■ WORK INSTRUCTIONS ■
The expected answer is the complete listing, reproduced character for character.

(Beginning of EXERCISE DATA)

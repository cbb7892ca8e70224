/*
 * Copyright 2007 ZXing authors
 *
 * Licensed under the Apache License, Version 2.0 (the "License");
 * you may not use this file except in compliance with the License.
 * You may obtain a copy of the License at
 *
 *      http://www.apache.org/licenses/LICENSE-2.0
 *
 * Unless required by applicable law or agreed to in writing, software
 * distributed under the License is distributed on an "AS IS" BASIS,
 * WITHOUT WARRANTIES OR CONDITIONS OF ANY KIND, either express or implied.
 * See the License for the specific language governing permissions and
 * limitations under the License.
 */

use std::collections::HashMap;
use std::rc::Rc;

use crate::BarcodeFormat;

/// Key half of the hint dictionary consumed internally by readers. Kept
/// separate from `DecodeHintValue` so the dictionary can be typed as a
/// `HashMap` keyed on a plain enum.
#[derive(Debug, Clone, Copy, PartialEq, Eq, Hash)]
pub enum DecodeHintType {
    POSSIBLE_FORMATS,
    TRY_HARDER,
    PURE_BARCODE,
    CHARACTER_SET,
    ALSO_INVERTED,
    NEED_RESULT_POINT_CALLBACK,
    QR_ASSUME_SPEC_CONFORM_INPUT,
}

pub type ResultPointCallback = Rc<dyn Fn(f32, f32)>;

#[derive(Clone)]
pub enum DecodeHintValue {
    PossibleFormats(Vec<BarcodeFormat>),
    TryHarder(bool),
    PureBarcode(bool),
    CharacterSet(String),
    AlsoInverted(bool),
    NeedResultPointCallback(ResultPointCallback),
    QrAssumeSpecConformInput(bool),
}

impl std::fmt::Debug for DecodeHintValue {
    fn fmt(&self, f: &mut std::fmt::Formatter<'_>) -> std::fmt::Result {
        match self {
            Self::PossibleFormats(v) => write!(f, "PossibleFormats({v:?})"),
            Self::TryHarder(v) => write!(f, "TryHarder({v})"),
            Self::PureBarcode(v) => write!(f, "PureBarcode({v})"),
            Self::CharacterSet(v) => write!(f, "CharacterSet({v})"),
            Self::AlsoInverted(v) => write!(f, "AlsoInverted({v})"),
            Self::NeedResultPointCallback(_) => write!(f, "NeedResultPointCallback(..)"),
            Self::QrAssumeSpecConformInput(v) => write!(f, "QrAssumeSpecConformInput({v})"),
        }
    }
}

/// The dictionary shape every `Reader::decode` is handed. Built from the
/// friendlier `DecodeHints` below.
pub type DecodingHintDictionary = HashMap<DecodeHintType, DecodeHintValue>;

/// Public, ergonomic hint surface: a format bitset plus a few toggles.
#[derive(Debug, Clone, Default)]
pub struct DecodeHints {
    pub formats: Vec<BarcodeFormat>,
    pub try_harder: bool,
    pub character_set: Option<&'static str>,
    pub also_inverted: bool,
    #[allow(clippy::type_complexity)]
    pub point_callback: Option<Rc<dyn Fn(f32, f32)>>,
}

impl DecodeHints {
    pub fn with_formats(formats: impl IntoIterator<Item = BarcodeFormat>) -> Self {
        Self {
            formats: formats.into_iter().collect(),
            ..Default::default()
        }
    }

    pub fn try_harder(mut self, v: bool) -> Self {
        self.try_harder = v;
        self
    }

    pub fn to_dictionary(&self) -> DecodingHintDictionary {
        let mut dict = DecodingHintDictionary::new();
        if !self.formats.is_empty() {
            dict.insert(
                DecodeHintType::POSSIBLE_FORMATS,
                DecodeHintValue::PossibleFormats(self.formats.clone()),
            );
        }
        if self.try_harder {
            dict.insert(DecodeHintType::TRY_HARDER, DecodeHintValue::TryHarder(true));
        }
        if self.also_inverted {
            dict.insert(
                DecodeHintType::ALSO_INVERTED,
                DecodeHintValue::AlsoInverted(true),
            );
        }
        if let Some(cs) = self.character_set {
            dict.insert(
                DecodeHintType::CHARACTER_SET,
                DecodeHintValue::CharacterSet(cs.to_owned()),
            );
        }
        if let Some(cb) = self.point_callback.clone() {
            dict.insert(
                DecodeHintType::NEED_RESULT_POINT_CALLBACK,
                DecodeHintValue::NeedResultPointCallback(cb),
            );
        }
        dict
    }
}

pub fn dictionary_try_harder(hints: &DecodingHintDictionary) -> bool {
    matches!(
        hints.get(&DecodeHintType::TRY_HARDER),
        Some(DecodeHintValue::TryHarder(true))
    )
}

pub fn dictionary_formats(hints: &DecodingHintDictionary) -> Option<&[BarcodeFormat]> {
    match hints.get(&DecodeHintType::POSSIBLE_FORMATS) {
        Some(DecodeHintValue::PossibleFormats(v)) => Some(v.as_slice()),
        _ => None,
    }
}

pub fn dictionary_point_callback(hints: &DecodingHintDictionary) -> Option<&ResultPointCallback> {
    match hints.get(&DecodeHintType::NEED_RESULT_POINT_CALLBACK) {
        Some(DecodeHintValue::NeedResultPointCallback(cb)) => Some(cb),
        _ => None,
    }
}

(End of EXERCISE DATA)

■ FINISHED TASK ■
repository cbb7892ca8e70224
/*
 * Copyright 2007 ZXing authors
 *
 * Licensed under the Apache License, Version 2.0 (the "License");
 * you may not use this file except in compliance with the License.
 * You may obtain a copy of the License at
 *
 *      http://www.apache.org/licenses/LICENSE-2.0
 *
 * Unless required by applicable law or agreed to in writing, software
 * distributed under the License is distributed on an "AS IS" BASIS,
 * WITHOUT WARRANTIES OR CONDITIONS OF ANY KIND, either express or implied.
 * See the License for the specific language governing permissions and
 * limitations under the License.
 */

use std::collections::HashMap;
use std::rc::Rc;

use crate::BarcodeFormat;

/// Key half of the hint dictionary consumed internally by readers. Kept
/// separate from `DecodeHintValue` so the dictionary can be typed as a
/// `HashMap` keyed on a plain enum.
#[derive(Debug, Clone, Copy, PartialEq, Eq, Hash)]
pub enum DecodeHintType {
    POSSIBLE_FORMATS,
    TRY_HARDER,
    PURE_BARCODE,
    CHARACTER_SET,
    ALSO_INVERTED,
    NEED_RESULT_POINT_CALLBACK,
    QR_ASSUME_SPEC_CONFORM_INPUT,
}

pub type ResultPointCallback = Rc<dyn Fn(f32, f32)>;

#[derive(Clone)]
pub enum DecodeHintValue {
    PossibleFormats(Vec<BarcodeFormat>),
    TryHarder(bool),
    PureBarcode(bool),
    CharacterSet(String),
    AlsoInverted(bool),
    NeedResultPointCallback(ResultPointCallback),
    QrAssumeSpecConformInput(bool),
}

impl std::fmt::Debug for DecodeHintValue {
    fn fmt(&self, f: &mut std::fmt::Formatter<'_>) -> std::fmt::Result {
        match self {
            Self::PossibleFormats(v) => write!(f, "PossibleFormats({v:?})"),
            Self::TryHarder(v) => write!(f, "TryHarder({v})"),
            Self::PureBarcode(v) => write!(f, "PureBarcode({v})"),
            Self::CharacterSet(v) => write!(f, "CharacterSet({v})"),
            Self::AlsoInverted(v) => write!(f, "AlsoInverted({v})"),
            Self::NeedResultPointCallback(_) => write!(f, "NeedResultPointCallback(..)"),
            Self::QrAssumeSpecConformInput(v) => write!(f, "QrAssumeSpecConformInput({v})"),
        }
    }
}

/// The dictionary shape every `Reader::decode` is handed. Built from the
/// friendlier `DecodeHints` below.
pub type DecodingHintDictionary = HashMap<DecodeHintType, DecodeHintValue>;

/// Public, ergonomic hint surface: a format bitset plus a few toggles.
#[derive(Debug, Clone, Default)]
pub struct DecodeHints {
    pub formats: Vec<BarcodeFormat>,
    pub try_harder: bool,
    pub character_set: Option<&'static str>,
    pub also_inverted: bool,
    #[allow(clippy::type_complexity)]
    pub point_callback: Option<Rc<dyn Fn(f32, f32)>>,
}

impl DecodeHints {
    pub fn with_formats(formats: impl IntoIterator<Item = BarcodeFormat>) -> Self {
        Self {
            formats: formats.into_iter().collect(),
            ..Default::default()
        }
    }

    pub fn try_harder(mut self, v: bool) -> Self {
        self.try_harder = v;
        self
    }

    pub fn to_dictionary(&self) -> DecodingHintDictionary {
        let mut dict = DecodingHintDictionary::new();
        if !self.formats.is_empty() {
            dict.insert(
                DecodeHintType::POSSIBLE_FORMATS,
                DecodeHintValue::PossibleFormats(self.formats.clone()),
            );
        }
        if self.try_harder {
            dict.insert(DecodeHintType::TRY_HARDER, DecodeHintValue::TryHarder(true));
        }
        if self.also_inverted {
            dict.insert(
                DecodeHintType::ALSO_INVERTED,
                DecodeHintValue::AlsoInverted(true),
            );
        }
        if let Some(cs) = self.character_set {
            dict.insert(
                DecodeHintType::CHARACTER_SET,
                DecodeHintValue::CharacterSet(cs.to_owned()),
            );
        }
        if let Some(cb) = self.point_callback.clone() {
            dict.insert(
                DecodeHintType::NEED_RESULT_POINT_CALLBACK,
                DecodeHintValue::NeedResultPointCallback(cb),
            );
        }
        dict
    }
}

pub fn dictionary_try_harder(hints: &DecodingHintDictionary) -> bool {
    matches!(
        hints.get(&DecodeHintType::TRY_HARDER),
        Some(DecodeHintValue::TryHarder(true))
    )
}

pub fn dictionary_formats(hints: &DecodingHintDictionary) -> Option<&[BarcodeFormat]> {
    match hints.get(&DecodeHintType::POSSIBLE_FORMATS) {
        Some(DecodeHintValue::PossibleFormats(v)) => Some(v.as_slice()),
        _ => None,
    }
}

pub fn dictionary_point_callback(hints: &DecodingHintDictionary) -> Option<&ResultPointCallback> {
    match hints.get(&DecodeHintType::NEED_RESULT_POINT_CALLBACK) {
        Some(DecodeHintValue::NeedResultPointCallback(cb)) => Some(cb),
        _ => None,
    }
}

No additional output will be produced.